▸ Your instructions
In the entries below, which lines run from the one containing "size, &filter, top));" to the one containing "std::fs::create_dir_all(&log_dir)?;"? Copy exactly those lines, ends included, and no others.

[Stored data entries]
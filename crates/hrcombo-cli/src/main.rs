// hrcombo entry point.
//
// Startup sequence:
// 1. Initialize tracing (log to file; stdout is for summaries)
// 2. Parse arguments
// 3. Load config, apply command-line overrides, validate
// 4. Run the requested command

mod cli;
mod report;

use anyhow::Context;
use chrono::Utc;
use clap::Parser;
use hrcombo_baseball::snapshot::Snapshot;
use hrcombo_baseball::team_filter::TeamFilter;
use hrcombo_core::config;
use std::path::PathBuf;
use tracing::{error, info};

use crate::cli::{Args, Command};

fn main() -> anyhow::Result<()> {
    init_tracing()?;
    info!("hrcombo starting up");

    let args = Args::parse();
    let result = run(args);
    if let Err(e) = &result {
        error!("run failed: {:#}", e);
    }
    result
}

fn run(args: Args) -> anyhow::Result<()> {
    let mut config = config::load_config().context("failed to load configuration")?;

    match args.command {
        Command::Generate {
            data,
            output,
            recent,
        } => {
            cli::apply_scan_overrides(&mut config, data.as_deref(), recent);
            if let Some(file) = &output {
                cli::apply_output_override(&mut config, file);
            }
            config::validate(&config).context("invalid configuration")?;
            info!(
                "generate: data root {}, output {}",
                config.data.root,
                config.latest_path().display()
            );

            let now = Utc::now();
            let output = hrcombo_app::run_full(&config, now)?;
            let written = hrcombo_app::write_snapshot(&config, &output.snapshot, now)?;
            print!("{}", report::run_summary(&output.report, &output.snapshot, &written));
        }

        Command::Enhance {
            previous,
            data,
            recent,
        } => {
            cli::apply_scan_overrides(&mut config, data.as_deref(), recent);
            config::validate(&config).context("invalid configuration")?;

            let previous_path = cli::resolve_enhance_target(&mut config, previous.as_deref());
            let prior = Snapshot::load(&previous_path).with_context(|| {
                format!("failed to read previous snapshot {}", previous_path.display())
            })?;
            if prior.is_none() {
                println!(
                    "No snapshot at {}, building one from the scan window",
                    previous_path.display()
                );
            }

            let now = Utc::now();
            let output = hrcombo_app::run_incremental(&config, prior, now)?;
            let written = hrcombo_app::write_snapshot(&config, &output.snapshot, now)?;
            print!("{}", report::run_summary(&output.report, &output.snapshot, &written));
        }

        Command::Report {
            snapshot,
            size,
            teams,
            top,
        } => {
            let path: PathBuf = snapshot.unwrap_or_else(|| config.latest_path());
            let loaded = Snapshot::load(&path)
                .with_context(|| format!("failed to read snapshot {}", path.display()))?
                .with_context(|| format!("no snapshot at {}", path.display()))?;
            let filter = TeamFilter::from_codes(&teams);
            print!("{}", report::snapshot_report(&loaded, size, &filter, top));
        }
    }

    Ok(())
}

/// Initialize tracing to log to `logs/hrcombo.log`.
fn init_tracing() -> anyhow::Result<()> {
    use tracing_subscriber::fmt;
    use tracing_subscriber::EnvFilter;

    let log_dir = std::env::current_dir()?.join("logs");
    std::fs::create_dir_all(&log_dir)?;

    let log_file = std::fs::File::create(log_dir.join("hrcombo.log"))?;

    let subscriber = fmt::Subscriber::builder()
        .with_env_filter(
            EnvFilter::try_from_default_env()
                .unwrap_or_else(|_| EnvFilter::new("hrcombo=info,warn")),
        )
        .with_writer(log_file)
        .with_ansi(false)
        .with_target(true)
        .with_thread_ids(true)
        .with_line_number(true)
        .finish();

    tracing::subscriber::set_global_default(subscriber)
        .context("failed to set tracing subscriber")?;

    Ok(())
}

▸ Expected answer
            print!("{}", report::snapshot_report(&loaded, size, &filter, top));
        }
    }

    Ok(())
}

/// Initialize tracing to log to `logs/hrcombo.log`.
fn init_tracing() -> anyhow::Result<()> {
    use tracing_subscriber::fmt;
    use tracing_subscriber::EnvFilter;

    let log_dir = std::env::current_dir()?.join("logs");
    std::fs::create_dir_all(&log_dir)?;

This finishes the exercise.